Resmi verilere göre (ki göründüğü kadarıyla 2019 sonrası yılların verileri bilinmemektedir) Türkiye’de 720 bin çocuk işçi olduğu öne sürülmektedir. Ancak başta göçmen çocuklar ve sayısı 1,5 milyonu bulan çırak, stajyer ve mesleki eğitim gören öğrenciler olmak üzere, Türkiye’de en az 2 milyon çocuk işçi olduğu görülmektedir. Öte yandan İşçi Sağlığı ve İş Güvenliği (İSİG) Meclisi’nin “12 Haziran Dünya Çocuk İşçiliği ile Mücadele Günü” vesilesiyle yakın zamanda yayınladığı raporda, Türkiye’de son sekiz yılda en az 513 çocuğun çalışırken hayatını kaybettiği kayıtlara geçmiştir. Sadece kayıt altına alınanların sunulduğu raporlarda bile, başta Türkiye’de olmak üzere dünya genelinde çocuk işçiliğinin önünün açıldığı ve daha fazla kâr uğruna alınmayan önlemler sonucu çocuk işçilerin yaşamlarını yitirmeye devam ettikleri görülmektedir.

Türkiye’nin de taraf olduğu Dünya Çocuk Hakları Bildirgesi’ne göre, 18 yaşından küçük her birey, “çocuk” olarak tanımlanmaktadır. Ancak Türkiye bu bildirgeyi alenen çiğnemektedir. Örneğin Türkiye’de 15 ila 18 yaş arasındaki çocuklar genç işçi olarak gösterilmekte ve sadece 14 yaşındakiler çocuk işçi sayılmaktadır. Bundan da anlaşılacağı üzere bir yandan “Çocuk İşçilikle Mücadele Günü”nü ilan edenler, diğer yandan çocuk işçiliğini yasalarla meşrulaştırmaya çalışmaktadırlar.

 Kapitalizm, doğası gereği, kadın-erkek, çocuk-yetişkin demeden ucuz emek gücü sömürüsünün peşindedir.

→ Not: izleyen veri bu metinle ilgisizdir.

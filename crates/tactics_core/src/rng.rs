//! Seeded random source.
//!
//! All randomness in a battle is drawn from one [`BattleRng`] seeded at
//! construction. Draws happen in command order, so replaying the same
//! commands from the same seed reproduces every roll.

use rand::{Rng, SeedableRng};
use rand_chacha::ChaCha8Rng;

/// Deterministic battle RNG with a draw counter for diagnostics.
#[derive(Debug, Clone)]
pub struct BattleRng {
    seed: u64,
    rng: ChaCha8Rng,
    draws: u64,
}

impl BattleRng {
    /// Seed a new generator.
    #[must_use]
    pub fn new(seed: u64) -> Self {
        Self {
            seed,
            rng: ChaCha8Rng::seed_from_u64(seed),
            draws: 0,
        }
    }

    /// The seed this generator started from.
    #[must_use]
    pub const fn seed(&self) -> u64 {
        self.seed
    }

    /// Number of values drawn so far.
    #[must_use]
    pub const fn draws(&self) -> u64 {
        self.draws
    }

    /// Uniform value in `[low, high)`. Returns `low` when the range is empty.
    pub fn range(&mut self, low: u32, high: u32) -> u32 {
        if high <= low {
            return low;
        }
        self.draws += 1;
        self.rng.gen_range(low..high)
    }

    /// Returns true with `chance` percent probability.
    pub fn roll_percent(&mut self, chance: u32) -> bool {
        self.range(0, 100) < chance
    }
}

#[cfg(test)]
mod tests {
    use super::*;

    #[test]
    fn test_same_seed_same_sequence() {
        let mut a = BattleRng::new(42);
        let mut b = BattleRng::new(42);
        let xs: Vec<u32> = (0..16).map(|_| a.range(0, 1000)).collect();
        let ys: Vec<u32> = (0..16).map(|_| b.range(0, 1000)).collect();
        assert_eq!(xs, ys);
        assert_eq!(a.draws(), 16);
    }

    #[test]
    fn test_different_seeds_diverge() {
        let mut a = BattleRng::new(1);
        let mut b = BattleRng::new(2);
        let xs: Vec<u32> = (0..16).map(|_| a.range(0, u32::MAX)).collect();
        let ys: Vec<u32> = (0..16).map(|_| b.range(0, u32::MAX)).collect();
        assert_ne!(xs, ys);
    }

    #[test]
    fn test_roll_percent_bounds() {
        let mut rng = BattleRng::new(7);
        assert!((0..50).all(|_| rng.roll_percent(100)));
        assert!((0..50).all(|_| !rng.roll_percent(0)));
    }

    #[test]
    fn test_empty_range_does_not_draw() {
        let mut rng = BattleRng::new(3);
        assert_eq!(rng.range(5, 5), 5);
        assert_eq!(rng.draws(), 0);
        assert_eq!(rng.seed(), 3);
    }
}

Üretimin ihtiyaçlarına göre, belli dönemlerde kadınları eve hapsetmekte, ihtiyaç olduğunda ise üretim alanlarına sürmektedir. Yine üretimin ihtiyaçlarına göre çocuk emeğini azgınca sömürmenin peşine düşmektedir. Özcesi, kapitalist pazar için bir “değeri” olan her türlü emeğin azgınca sömürüsü, kapitalist sınıf ve onların devletleri için “mubahtır”.

Oysa bundan tam 104 sene önce Rusya’da gerçekleşen Ekim Devrimi ve Sovyet iktidarı koşullarında başta çocuklar ve kadınlar olmak üzere işçi ve emekçilerin emeğinin korunması için birçok yasa çıkarılmıştır. Ekim Devrimi ile birlikte çocuklar artık çocukluklarını yaşayabilmiş, çocuk işçilik yasaklanmıştır. Sosyalist işçi iktidarı aynı zamanda çocukların barınmadan beslenmeye, eğitimden kültür-sanat faaliyetlerine kadar her ihtiyacını kamusal olarak karşılamıştır. Başta ekonomik alt yapı olmak üzere bin bir zorlukla boğuşan Sovyetler deneyimi bile, işçi iktidarının kısa sürede neler gerçekleştirebileceğini göstermiştir. Tüm dünyada sosyalizmin inşa edilmesiyle elbette daha fazlası elde edilecektir.

Çocuk işçiliğinin gerçekten yasaklandığı, insanın insan tarafından sömürülmediği bir düzen olan sosyalizmi kurmak için mücadele edelim!

Çocuk işçilik yasaklansın!

Çocukların özgür yaşamı sosyalizmde!